En un recorrido por las parcelas del CENGUA, junto con el geólogo de la UNAM, Marcos Adrián Ortega Guerrero, Aguilar García expresa que la paradoja del semiárido es que “falta agua, pero sobra agua”, ya que en promedio en la región llueve 487 milímetros (mm), pero lo que ingresa es menos de 8% y se evapora entre 92% y 95%, porque con las condiciones actuales del suelo no hay agua que pueda infiltrarse.

Sin embargo, subraya, “con nuestras investigaciones hemos hallado que si reacondicionamos el suelo podemos captar más del 90% del agua de lluvia; no para recargar el acuífero, sino aprovechar el agua en cultivos de riego y temporal, lo que quitaría presión a la irracional extracción del vital líquido del subsuelo.

Recuperando el suelo

Ramón Aguilar explica que los suelos deberían tener al menos 1.5% de materia orgánica a una profundidad de 0 a 60 centímetros (cmts) de espesor, pero en promedio hay 1.7% de suelo de 0 a 30 cmts, lo cual se traduce en una pérdida de 150 toneladas de materia orgánica. Sin embargo, con la rotura vertical probada, durante 27 años, en la parcela demostrativa de este campo experimental del INIFAP, se ha logrado tener 5.4% de materia orgánica de 0 a 1.50 de profundidad, donde hay raíces que preservan el suelo y lo enriquecen.

El resultado es que este lote –indica el especialista– va en el corte 27 y el acumulado es de 254 toneladas de pastura, con 377 mm de agua de lluvia que se infiltran al suelo, por lo que para encharcarse –característica común de un suelo compactado– necesitaría 417 mm en 24 horas.

El campo experimental –detalla Ramón Aguilar– tiene 58.5 hectáreas y siembra 36 hectáreas con pastos, lo cual no es fortuito dado que éstos juegan un papel muy importante desde el punto de vista de la conservación de suelo, pero además hay un impacto social ya que este forraje alimenta especies ovejas, bovinos, que generan ingreso a los productores locales.

Con esta tecnología aprovechamos el principal recurso de la zona que es la radiación solar –83 millones de kilowats hora por año–, que es gratuita y el agua de lluvia. Aportamos servicios ambientales, hay carbono, control de erosión y actividad microbiológica, remarca.

Afectaciones a la salud

El geólogo Marcos Adrián Ortega, quien se ha dedicado a estudiar la situación de la  Cuenca Independencia, destaca cómo los gobiernos locales, municipales, estatales y federales en su toma de decisiones están orientados más al desarrollo agroindustrial y en la región se apoya mucho la agroexportación a costa del recurso agua en el acuífero; no reconocen los problemas de salud por la extracción de agua, a mayor profundidad, con alto contenido de flúor y arsénico.

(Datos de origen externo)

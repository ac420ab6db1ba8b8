//! Selection Sessions
//!
//! Per-administrator state of the two-step configuration menu, kept as an
//! explicit state table:
//!
//! ```text
//!   Idle ──pick(id)──▶ Choosing(id) ──confirm(level)──▶ Idle
//!    ▲                  │    ▲   │
//!    └────abandon───────┘    └───┘ pick(other)
//! ```
//!
//! Sessions of different administrators never affect each other.

use std::collections::HashMap;

use tracing::debug;

use crate::catalog::EnchantmentId;
use crate::error::PersistenceError;
use crate::host::AgentId;
use crate::limits::{Limit, LimitStore};

/// State of one administrator's session
#[derive(Debug, Clone, PartialEq, Eq)]
pub enum SelectionState {
    Idle,
    Choosing(EnchantmentId),
}

/// Result of a level confirmation
#[derive(Debug, Clone, PartialEq, Eq)]
pub enum Confirmation {
    /// The limit was written and the session returned to `Idle`
    Applied {
        enchantment: EnchantmentId,
        limit: u32,
    },
    /// No matching `Choosing` state; nothing changed
    Stale,
}

/// Session table keyed by administrator
#[derive(Debug, Default)]
pub struct SelectionSessions {
    choosing: HashMap<AgentId, EnchantmentId>,
}

impl SelectionSessions {
    pub fn new() -> Self {
        Self::default()
    }

    pub fn state(&self, admin: AgentId) -> SelectionState {
        match self.choosing.get(&admin) {
            Some(id) => SelectionState::Choosing(id.clone()),
            None => SelectionState::Idle,
        }
    }

    /// Idle or Choosing(*) → Choosing(id)
    pub fn pick_enchantment(&mut self, admin: AgentId, id: EnchantmentId) {
        debug!(admin = %admin, enchantment = %id, "enchantment picked");
        self.choosing.insert(admin, id);
    }

    /// Choosing(id) → Idle, writing `level` as the limit for `id`
    ///
    /// An `Idle` session yields [`Confirmation::Stale`] without touching the
    /// store. A failed write leaves the session in `Choosing(id)`.
    pub fn confirm_level(
        &mut self,
        admin: AgentId,
        level: u32,
        limits: &mut LimitStore,
    ) -> Result<Confirmation, PersistenceError> {
        let Some(id) = self.choosing.get(&admin).cloned() else {
            debug!(admin = %admin, level, "ignoring confirmation without selection");
            return Ok(Confirmation::Stale);
        };
        self.apply(admin, id, level, limits)
    }

    /// Like [`confirm_level`](Self::confirm_level), but only when the live
    /// selection is `expected`; confirmations from an outdated picker are stale
    pub fn confirm_level_for(
        &mut self,
        admin: AgentId,
        expected: &EnchantmentId,
        level: u32,
        limits: &mut LimitStore,
    ) -> Result<Confirmation, PersistenceError> {
        match self.choosing.get(&admin).cloned() {
            Some(id) if &id == expected => self.apply(admin, id, level, limits),
            current => {
                debug!(
                    admin = %admin,
                    expected = %expected,
                    current = ?current,
                    "ignoring confirmation for outdated selection"
                );
                Ok(Confirmation::Stale)
            }
        }
    }

    fn apply(
        &mut self,
        admin: AgentId,
        id: EnchantmentId,
        level: u32,
        limits: &mut LimitStore,
    ) -> Result<Confirmation, PersistenceError> {
        limits.set(&id, Limit::Max(level))?;
        self.choosing.remove(&admin);
        Ok(Confirmation::Applied {
            enchantment: id,
            limit: level,
        })
    }

    /// Any → Idle; returns whether a selection was dropped
    pub fn abandon(&mut self, admin: AgentId) -> bool {
        let dropped = self.choosing.remove(&admin);
        if let Some(id) = &dropped {
            debug!(admin = %admin, enchantment = %id, "selection abandoned");
        }
        dropped.is_some()
    }

    /// Number of administrators currently choosing
    pub fn active(&self) -> usize {
        self.choosing.len()
    }
}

Señala que la Comisión Federal para la Protección contra Riesgos Sanitarios (Cofepris) tiene esa información y no ha actuado. Esperamos que con este nuevo gobierno se pueda hacer algo, tenemos acercamiento con autoridades federales para trabajar el problema, entenderlo y actuar.

En este contexto Ortega Guerrero recalca que la rotura vertical puede contribuir a reducción de extracción de agua en acuíferos y reducir la aportación de elementos químicos nocivos a la salud y medio ambiente

Para Ramón Aguilar se requiere reconocer el problema y que nuestras propuestas sean consideradas como un instrumento de política pública. “el objetivo no es tanto para que el acuífero se recargue; sino con que se mantuvieran los niveles que traemos nos daríamos por bien servidos”.

Tras destacar que la rotura vertical es un propedéutico para siembra directa o la agricultura de conservación, manifiesta que así como hemos dañado al medio ambiente,  los seres humanos tenemos la capacidad intelectiva y tecnológica para resarcir esto, pero necesitamos socios que nos apoyen.